> _EXERCISE DIRECTIONS_
Look through the records below for the line holding "KubeEvent::url_path(&(), self.namespace.as_deref())". Write it out exactly, with each following line through the line holding "tokio::fs::metadata(&cfg.token_file)".

── DATA FOR ANALYSIS

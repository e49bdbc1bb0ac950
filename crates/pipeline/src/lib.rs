//! Herald pipeline: one task pulling watch records, running the policy and
//! handing eligible events to the notifier, strictly in arrival order.

#![forbid(unsafe_code)]

use std::future::Future;
use std::time::Instant;

use chrono::{DateTime, Utc};
use futures::{Stream, StreamExt};
use herald_core::{Cause, Policy, WatchEventType};
use herald_kubehub::{DecodeError, DecodedRecord, EventDecoder};
use herald_notify::{Notifier, NotifyError};
use metrics::{counter, histogram};
use serde::{Deserialize, Serialize};
use tokio::io::AsyncBufRead;
use tracing::{debug, error, info, warn};

#[derive(Debug, Clone, Copy, Serialize, Deserialize, PartialEq, Eq)]
pub enum StreamState {
    Idle,
    Connecting,
    Streaming,
    /// Upstream closed the stream; clean exit.
    Draining,
    Failed,
}

#[derive(Debug, thiserror::Error)]
pub enum PipelineError {
    #[error("connecting to events watch: {0}")]
    Connect(String),
    #[error("decoding watch stream: {0}")]
    Decode(#[from] DecodeError),
    #[error("delivering via {sink}: {source}")]
    Notify {
        sink: &'static str,
        #[source]
        source: NotifyError,
    },
}

impl PipelineError {
    /// Offending bytes when the failure was a malformed record.
    pub fn raw_record(&self) -> Option<&str> {
        match self {
            Self::Decode(e) => e.raw(),
            _ => None,
        }
    }
}

#[derive(Debug, Clone, Copy, Default, Serialize, Deserialize, PartialEq, Eq)]
pub struct PipelineOptions {
    /// Log and drop a malformed record instead of failing the watch.
    pub skip_malformed: bool,
}

#[derive(Debug, Clone, Copy, Default, Serialize, Deserialize, PartialEq, Eq)]
pub struct RunSummary {
    pub records: u64,
    pub notified: u64,
    pub suppressed: u64,
    pub skipped_malformed: u64,
}

pub struct Pipeline<'a, N: Notifier + ?Sized> {
    policy: &'a Policy,
    notifier: &'a N,
    opts: PipelineOptions,
    clock: fn() -> DateTime<Utc>,
    state: StreamState,
}

impl<'a, N: Notifier + ?Sized> Pipeline<'a, N> {
    pub fn new(policy: &'a Policy, notifier: &'a N, opts: PipelineOptions) -> Self {
        Self { policy, notifier, opts, clock: Utc::now, state: StreamState::Idle }
    }

    /// Replace the wall clock used for staleness.
    pub fn with_clock(mut self, clock: fn() -> DateTime<Utc>) -> Self {
        self.clock = clock;
        self
    }

    pub fn state(&self) -> StreamState { self.state }

    fn transition(&mut self, to: StreamState) {
        debug!(from = ?self.state, to = ?to, "pipeline state");
        self.state = to;
    }

    /// Open the connection, then stream until end-of-stream or the first fatal error.
    pub async fn connect_and_run<F, R>(&mut self, connect: F) -> Result<RunSummary, PipelineError>
    where
        F: Future<Output = anyhow::Result<R>>,
        R: AsyncBufRead + Unpin,
    {
        self.transition(StreamState::Connecting);
        let reader = match connect.await {
            Ok(r) => r,
            Err(e) => {
                self.transition(StreamState::Failed);
                error!(error = %format!("{:#}", e), "events watch connection failed");
                return Err(PipelineError::Connect(format!("{:#}", e)));
            }
        };
        self.run(EventDecoder::new(reader).into_stream()).await
    }

    /// Consume decoded records until the stream ends (`Ok`) or a fatal error (`Err`).
    pub async fn run<S>(&mut self, records: S) -> Result<RunSummary, PipelineError>
    where
        S: Stream<Item = Result<DecodedRecord, DecodeError>>,
    {
        self.transition(StreamState::Streaming);
        let mut summary = RunSummary::default();
        futures::pin_mut!(records);
        while let Some(next) = records.next().await {
            let rec = match next {
                Ok(rec) => rec,
                Err(e) if e.is_malformed() => {
                    error!(raw = %e.raw().unwrap_or_default(), error = %e, "malformed watch record");
                    counter!("herald_malformed_total", 1u64);
                    if self.opts.skip_malformed {
                        warn!("skipping malformed record");
                        summary.skipped_malformed += 1;
                        continue;
                    }
                    self.transition(StreamState::Failed);
                    return Err(e.into());
                }
                Err(e) => {
                    error!(error = %e, "watch stream failed");
                    self.transition(StreamState::Failed);
                    return Err(e.into());
                }
            };
            if rec.kind == WatchEventType::Bookmark {
                debug!(line = rec.line, "skipping watch bookmark");
                continue;
            }
            summary.records += 1;
            if let Err(e) = self.handle(rec, &mut summary).await {
                self.transition(StreamState::Failed);
                return Err(e);
            }
        }
        self.transition(StreamState::Draining);
        info!(records = summary.records, notified = summary.notified, suppressed = summary.suppressed, "watch stream ended (EOF)");
        Ok(summary)
    }

    async fn handle(&self, rec: DecodedRecord, summary: &mut RunSummary) -> Result<(), PipelineError> {
        let e = &rec.event;
        info!(
            kind = %rec.kind,
            reason = %e.reason,
            message = %e.message,
            count = e.count,
            first_timestamp = %e.first_timestamp,
            last_timestamp = %e.last_timestamp,
            "event"
        );
        counter!("herald_records_total", 1u64, "type" => rec.kind.as_str());

        let decision = self.policy.decide(e, (self.clock)());
        match decision.cause {
            Cause::Stale { age_secs } => {
                info!(age_minutes = age_secs / 60, age_secs, reason = %e.reason, message = %e.message, "suppressed stale event");
            }
            Cause::Repeat { count } => debug!(count, reason = %e.reason, "suppressed repeat event"),
            _ => {}
        }
        if !decision.notify {
            if !matches!(decision.cause, Cause::Unmatched) {
                summary.suppressed += 1;
                counter!("herald_suppressed_total", 1u64, "cause" => decision.cause.as_str());
            }
            return Ok(());
        }

        let started = Instant::now();
        let delivery = self
            .notifier
            .notify(e, decision.style.as_ref())
            .await
            .map_err(|source| {
                error!(sink = self.notifier.name(), reason = %e.reason, error = %source, "notification failed");
                PipelineError::Notify { sink: self.notifier.name(), source }
            })?;
        histogram!("herald_notify_ms", started.elapsed().as_secs_f64() * 1000.0);
        let style = decision.style.as_ref().map(|s| s.color().to_string()).unwrap_or_else(|| "none".to_string());
        counter!("herald_notifications_total", 1u64, "style" => style);
        debug!(channel = ?delivery.channel, ts = ?delivery.ts, cause = decision.cause.as_str(), "notified");
        summary.notified += 1;
        Ok(())
    }
}
//! Herald kubehub – events watch connection and record decoding

#![forbid(unsafe_code)]

use std::path::PathBuf;
use std::pin::Pin;

use anyhow::{anyhow, Context, Result};
use k8s_openapi::api::core::v1::Event as KubeEvent;
use kube::config::{AuthInfo, Cluster, Context as KubeContext, KubeConfigOptions, Kubeconfig, NamedAuthInfo, NamedCluster, NamedContext};
use kube::{api::WatchParams, core::Request, Client, Resource};
use serde::{Deserialize, Serialize};
use tokio::io::AsyncBufRead;
use tokio_util::compat::FuturesAsyncReadCompatExt;
use tracing::{debug, info};

pub mod decode;

pub use decode::{decode_record, DecodeError, DecodedRecord, EventDecoder};

/// In-cluster service account token path.
pub const DEFAULT_TOKEN_FILE: &str = "/var/run/secrets/kubernetes.io/serviceaccount/token";

/// In-cluster CA bundle that signs the API server certificate.
pub const DEFAULT_CA_FILE: &str = "/var/run/secrets/kubernetes.io/serviceaccount/ca.crt";

/// How the watch connection reaches the API server.
#[derive(Debug, Clone, Copy, Default, Serialize, Deserialize, PartialEq, Eq)]
#[serde(rename_all = "lowercase")]
pub enum TransportMode {
    /// `https://host:port` with a bearer token read from `token_file`.
    #[default]
    Direct,
    /// Plain URL of an authenticating proxy such as `kubectl proxy`.
    Proxy,
    /// kubeconfig or in-cluster config, whichever kube infers.
    Infer,
}

#[derive(Debug, Clone, Serialize, Deserialize, PartialEq, Eq)]
pub struct WatchConfig {
    pub transport: TransportMode,
    pub host: Option<String>,
    pub port: u16,
    pub token_file: PathBuf,
    /// PEM bundle trusted for the API server (direct transport).
    pub ca_file: PathBuf,
    pub insecure_skip_tls_verify: bool,
    pub proxy_url: String,
    /// Watch a single namespace instead of the whole cluster.
    pub namespace: Option<String>,
    pub field_selector: Option<String>,
}

impl Default for WatchConfig {
    fn default() -> Self {
        Self {
            transport: TransportMode::Direct,
            host: None,
            port: 443,
            token_file: PathBuf::from(DEFAULT_TOKEN_FILE),
            ca_file: PathBuf::from(DEFAULT_CA_FILE),
            insecure_skip_tls_verify: false,
            proxy_url: "http://127.0.0.1:8001".to_string(),
            namespace: None,
            field_selector: None,
        }
    }
}

impl WatchConfig {
    /// Path of the events collection, e.g. `/api/v1/events` or `/api/v1/namespaces/ns/events`.
    pub fn url_path(&self) -> String {
        KubeEvent::url_path(&(), self.namespace.as_deref())
    }
}

/// Byte stream of the open watch connection.
pub type EventReader = Pin<Box<dyn AsyncBufRead + Send>>;

fn direct_url(host: &str, port: u16) -> String {
    if host.contains(':') && !host.starts_with('[') {
        format!("https://[{}]:{}", host, port)
    } else {
        format!("https://{}:{}", host, port)
    }
}

const DIRECT_CONTEXT: &str = "herald";

/// Single-context kubeconfig for `https://host:port`, a token file and an optional CA bundle.
fn direct_kubeconfig(cfg: &WatchConfig, host: &str, ca_file: Option<String>) -> Kubeconfig {
    Kubeconfig {
        clusters: vec![NamedCluster {
            name: DIRECT_CONTEXT.to_string(),
            cluster: Some(Cluster {
                server: Some(direct_url(host, cfg.port)),
                certificate_authority: ca_file,
                insecure_skip_tls_verify: Some(cfg.insecure_skip_tls_verify),
                ..Cluster::default()
            }),
        }],
        auth_infos: vec![NamedAuthInfo {
            name: DIRECT_CONTEXT.to_string(),
            auth_info: Some(AuthInfo {
                token_file: Some(cfg.token_file.to_string_lossy().into_owned()),
                ..AuthInfo::default()
            }),
        }],
        contexts: vec![NamedContext {
            name: DIRECT_CONTEXT.to_string(),
            context: Some(KubeContext {
                cluster: DIRECT_CONTEXT.to_string(),
                user: DIRECT_CONTEXT.to_string(),
                ..KubeContext::default()
            }),
        }],
        current_context: Some(DIRECT_CONTEXT.to_string()),
        ..Kubeconfig::default()
    }
}

/// Build the kube client config for the selected transport.
pub async fn client_config(cfg: &WatchConfig) -> Result<kube::Config> {
    let mut config = match cfg.transport {
        TransportMode::Direct => {
            let host = cfg
                .host
                .as_deref()
                .filter(|h| !h.is_empty())
                .ok_or_else(|| anyhow!("no API server host configured (KUBERNETES_SERVICE_HOST) for direct transport"))?;
            tokio::fs::metadata(&cfg.token_file)
                .await
                .with_context(|| format!("reading bearer token file {}", cfg.token_file.display()))?;
            let ca_file = if cfg.insecure_skip_tls_verify {
                None
            } else {
                tokio::fs::metadata(&cfg.ca_file).await.with_context(|| {
                    format!("reading cluster CA file {} (or skip verification with --insecure-skip-tls-verify)", cfg.ca_file.display())
                })?;
                Some(cfg.ca_file.to_string_lossy().into_owned())
            };
            let mut c = kube::Config::from_custom_kubeconfig(direct_kubeconfig(cfg, host, ca_file), &KubeConfigOptions::default())
                .await
                .context("loading direct transport config")?;
            // Only the proxy transport goes through a proxy.
            c.proxy_url = None;
            c
        }
        TransportMode::Proxy => {
            kube::Config::new(cfg.proxy_url.parse().with_context(|| format!("parsing proxy url {}", cfg.proxy_url))?)
        }
        TransportMode::Infer => kube::Config::infer().await.context("inferring kube config")?,
    };
    if cfg.insecure_skip_tls_verify {
        config.accept_invalid_certs = true;
    }
    // Watch streams stay idle for long stretches; never cut them on read inactivity.
    config.read_timeout = None;
    Ok(config)
}

/// Request builder for the events collection.
pub fn events_request(cfg: &WatchConfig) -> Request {
    Request::new(cfg.url_path())
}

pub fn watch_params(cfg: &WatchConfig) -> WatchParams {
    let wp = WatchParams::default().disable_bookmarks();
    match cfg.field_selector.as_deref() {
        Some(sel) => wp.fields(sel),
        None => wp,
    }
}

/// Drop the `timeoutSeconds` kube always appends to watch queries, so the stream
/// stays open until the server ends it.
pub fn without_client_timeout(uri: &str) -> String {
    let Some((path, query)) = uri.split_once('?') else {
        return uri.to_string();
    };
    let pairs: Vec<&str> = query.split('&').filter(|p| !p.is_empty() && !p.starts_with("timeoutSeconds=")).collect();
    format!("{}?{}", path, pairs.join("&"))
}

/// Open the long-lived events watch. Failures here are fatal to the caller; there is no retry.
pub async fn connect(cfg: &WatchConfig) -> Result<EventReader> {
    let config = client_config(cfg).await?;
    debug!(url = %config.cluster_url, transport = ?cfg.transport, "building kube client");
    let client = Client::try_from(config).context("building kube client")?;

    // resourceVersion 0: the server replays what it holds, then streams new events.
    let mut req = events_request(cfg)
        .watch(&watch_params(cfg), "0")
        .context("building events watch request")?;
    let uri = without_client_timeout(&req.uri().to_string());
    *req.uri_mut() = uri.parse().with_context(|| format!("parsing events watch uri {}", uri))?;
    let reader = client.request_stream(req).await.context("opening events watch stream")?;
    info!(path = %cfg.url_path(), ns = ?cfg.namespace, transport = ?cfg.transport, "events watch connected");
    Ok(Box::pin(reader.compat()))
}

────

> _REPLY TO THE TASK_
        KubeEvent::url_path(&(), self.namespace.as_deref())
    }
}

/// Byte stream of the open watch connection.
pub type EventReader = Pin<Box<dyn AsyncBufRead + Send>>;

fn direct_url(host: &str, port: u16) -> String {
    if host.contains(':') && !host.starts_with('[') {
        format!("https://[{}]:{}", host, port)
    } else {
        format!("https://{}:{}", host, port)
    }
}

const DIRECT_CONTEXT: &str = "herald";

/// Single-context kubeconfig for `https://host:port`, a token file and an optional CA bundle.
fn direct_kubeconfig(cfg: &WatchConfig, host: &str, ca_file: Option<String>) -> Kubeconfig {
    Kubeconfig {
        clusters: vec![NamedCluster {
            name: DIRECT_CONTEXT.to_string(),
            cluster: Some(Cluster {
                server: Some(direct_url(host, cfg.port)),
                certificate_authority: ca_file,
                insecure_skip_tls_verify: Some(cfg.insecure_skip_tls_verify),
                ..Cluster::default()
            }),
        }],
        auth_infos: vec![NamedAuthInfo {
            name: DIRECT_CONTEXT.to_string(),
            auth_info: Some(AuthInfo {
                token_file: Some(cfg.token_file.to_string_lossy().into_owned()),
                ..AuthInfo::default()
            }),
        }],
        contexts: vec![NamedContext {
            name: DIRECT_CONTEXT.to_string(),
            context: Some(KubeContext {
                cluster: DIRECT_CONTEXT.to_string(),
                user: DIRECT_CONTEXT.to_string(),
                ..KubeContext::default()
            }),
        }],
        current_context: Some(DIRECT_CONTEXT.to_string()),
        ..Kubeconfig::default()
    }
}

/// Build the kube client config for the selected transport.
pub async fn client_config(cfg: &WatchConfig) -> Result<kube::Config> {
    let mut config = match cfg.transport {
        TransportMode::Direct => {
            let host = cfg
                .host
                .as_deref()
                .filter(|h| !h.is_empty())
                .ok_or_else(|| anyhow!("no API server host configured (KUBERNETES_SERVICE_HOST) for direct transport"))?;
            tokio::fs::metadata(&cfg.token_file)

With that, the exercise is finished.